Jesus to the Rescue
My heart is reeling this morning from all the thoughts I have swimming around like a massive school of fish along the shore of reality. Some are good and simple thoughts of praise and worship. Others are bigger thoughts about who God is in my world and in me.
Suddenly there appear these huge shark like thoughts that have been inserted by the enemy of my soul, thoughts of shame and worthlessness, reminders of failures and past sins. They swim furiously around sending the good and tiny thoughts of praise and worship scurrying off to hide in the rocks of confusion. They block out the light that has been shining on the larger thoughts, those thoughts of amazement and clarity as to how God is working in me and around me. Hidden in the darkness of my doubts I can no longer see them. With nothing else in view I am left to focus on these predator thoughts. These thoughts produce fear and shame. Some remind me of my guilt in past deeds of disobedience. I am mesmerized and left helpless unable to move or think about anything else.
Then suddenly when I am almost overcome with feelings of despair I hear the still small voice of the Fisher of men. He tells me to cast my net into the water. I turn my eyes from the sharks and see His loving eyes gazing intently into mine. I find courage and have faith to obey. I cast my net into the waters left empty of all but dangerous shark like thoughts. I expect to come up empty or at best with just the knowledge of my worthlessness and shame. But to my amazement as I cast my net of prayer for help out into the waters of grace my net comes back to me full of all that had seemed lost. Safe and sound I find the good thoughts still there to feast upon. I gain strength and nourishment as I sit at His fire and eat the feast He has prepared in sweet fellowship with Him.

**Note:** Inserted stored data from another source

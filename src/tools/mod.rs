pub mod harvest;
pub mod scroll;
pub mod triggers;

pub use harvest::Harvester;
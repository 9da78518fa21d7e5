pub mod core;
pub mod features;
pub mod scraping;
pub mod tools;

// --- Primary core exports ---
pub use core::types;
pub use core::types::*;
pub use core::ScoutConfig;

// --- Short module paths ---
pub use features::{export, session, session_store};
pub use scraping::{assemble, browser_manager, extract};
pub use tools::{harvest, scroll, triggers, Harvester};
//! Waiting for the page to react.
//!
//! Termination policies (fixed point, no progress, scroll ceiling) never sleep
//! on their own; every pause goes through [`settle`] or [`poll_until`].

use super::surface::LiveSurface;
use backoff::future::retry;
use backoff::ExponentialBackoffBuilder;
use serde::{Deserialize, Serialize};
use std::future::Future;
use std::time::Duration;
use tokio::sync::Mutex;
use tracing::debug;

/// Condition + timeout + backoff schedule for [`poll_until`].
#[derive(Serialize, Deserialize, Clone, Copy, Debug, PartialEq, Eq)]
pub struct PollPolicy {
    pub timeout_ms: u64,
    pub initial_interval_ms: u64,
    pub max_interval_ms: u64,
}

impl Default for PollPolicy {
    fn default() -> Self {
        Self {
            timeout_ms: 4000,
            initial_interval_ms: 250,
            max_interval_ms: 1000,
        }
    }
}

/// Pause applied after a scroll or an activation.
#[derive(Serialize, Deserialize, Clone, Copy, Debug, PartialEq, Eq)]
#[serde(tag = "mode", rename_all = "snake_case")]
pub enum Settle {
    /// Sleep for a fixed duration.
    Fixed { ms: u64 },
    /// Poll the document height until two consecutive reads agree.
    Poll(PollPolicy),
}

impl Settle {
    pub const fn fixed(ms: u64) -> Self {
        Settle::Fixed { ms }
    }
}

#[derive(Debug)]
struct NotYet;

/// Re-check `condition` on an exponential backoff schedule until it holds or
/// `policy.timeout_ms` elapses. Returns whether the condition was met.
pub async fn poll_until<F, Fut>(policy: &PollPolicy, mut condition: F) -> bool
where
    F: FnMut() -> Fut,
    Fut: Future<Output = bool>,
{
    let schedule = ExponentialBackoffBuilder::new()
        .with_initial_interval(Duration::from_millis(policy.initial_interval_ms))
        .with_max_interval(Duration::from_millis(policy.max_interval_ms))
        .with_max_elapsed_time(Some(Duration::from_millis(policy.timeout_ms)))
        .build();

    retry(schedule, || {
        let check = condition();
        async move {
            if check.await {
                Ok(())
            } else {
                Err(backoff::Error::transient(NotYet))
            }
        }
    })
    .await
    .is_ok()
}

/// Let the page settle according to `settle`.
pub async fn settle<S: LiveSurface>(surface: &S, settle: &Settle) {
    match settle {
        Settle::Fixed { ms } => pause(*ms).await,
        Settle::Poll(policy) => {
            let last = Mutex::new(None::<u64>);
            let stable = poll_until(policy, || async {
                let current = surface.document_height().await.ok();
                let previous = std::mem::replace(&mut *last.lock().await, current);
                current.is_some() && previous == current
            })
            .await;
            if !stable {
                debug!("settle: height still changing after {}ms", policy.timeout_ms);
            }
        }
    }
}

pub async fn pause(ms: u64) {
    if ms > 0 {
        tokio::time::sleep(Duration::from_millis(ms)).await;
    }
}
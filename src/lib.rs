//! Declarative record retention for database-backed models.
//!
//! Models opt in by declaring how their stale records are found: a custom
//! scope, a `created_at` age or an `updated_at` age. A run then removes
//! those records from a [`RecordStore`](db::RecordStore), one model at a time
//! or across every registered model.
//!
//! ```no_run
//! use std::sync::Arc;
//!
//! use chrono::Duration;
//! use prunable::{
//!     db::MemoryRecordStore,
//!     prune::{ModelRegistry, PrunableModel, PruneOptions, Pruner},
//! };
//!
//! # async fn run() -> Result<(), prunable::prune::PruneError> {
//! let registry = Arc::new(ModelRegistry::new());
//! registry.register(PrunableModel::new("sessions").created_after(Duration::days(30)));
//!
//! let pruner = Pruner::new(registry, Arc::new(MemoryRecordStore::new()));
//! let report = pruner.prune(&[], &PruneOptions::new().in_batches()).await?;
//! println!("removed {} records", report.total());
//! # Ok(())
//! # }
//! ```

pub mod config;
pub mod db;
pub mod observability;
pub mod prune;

pub use config::{ConfigError, PruneConfig};
pub use prune::{
    PrunableModel, PruneError, PruneMethod, PruneOptions, PruneOutcome, PruneReport, Pruner,
};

2 Corinthians 10 reminds me that when I focus on the One who is Sovereign over all, even my very thoughts, then it is that I am free to be and in that freedom do what He calls me to do. And so I learn a little more today what Paul was dealing with when he asks the Corinthians to bring their thoughts to Jesus and let Him be sovereign over them. For though we live as human beings, we do not wage war according to human standards, for the weapons of our warfare are not human weapons, but are made powerful by God for tearing down strongholds. We tear down arguments and every arrogant obstacle that is raised up against the knowledge of God, and we take every thought captive to make it obey Christ.
And so I pray today for each of us that if we glory, let us glory in the Lord remembering that it is not he who commends himself who is approved, but the one whom the Lord commends.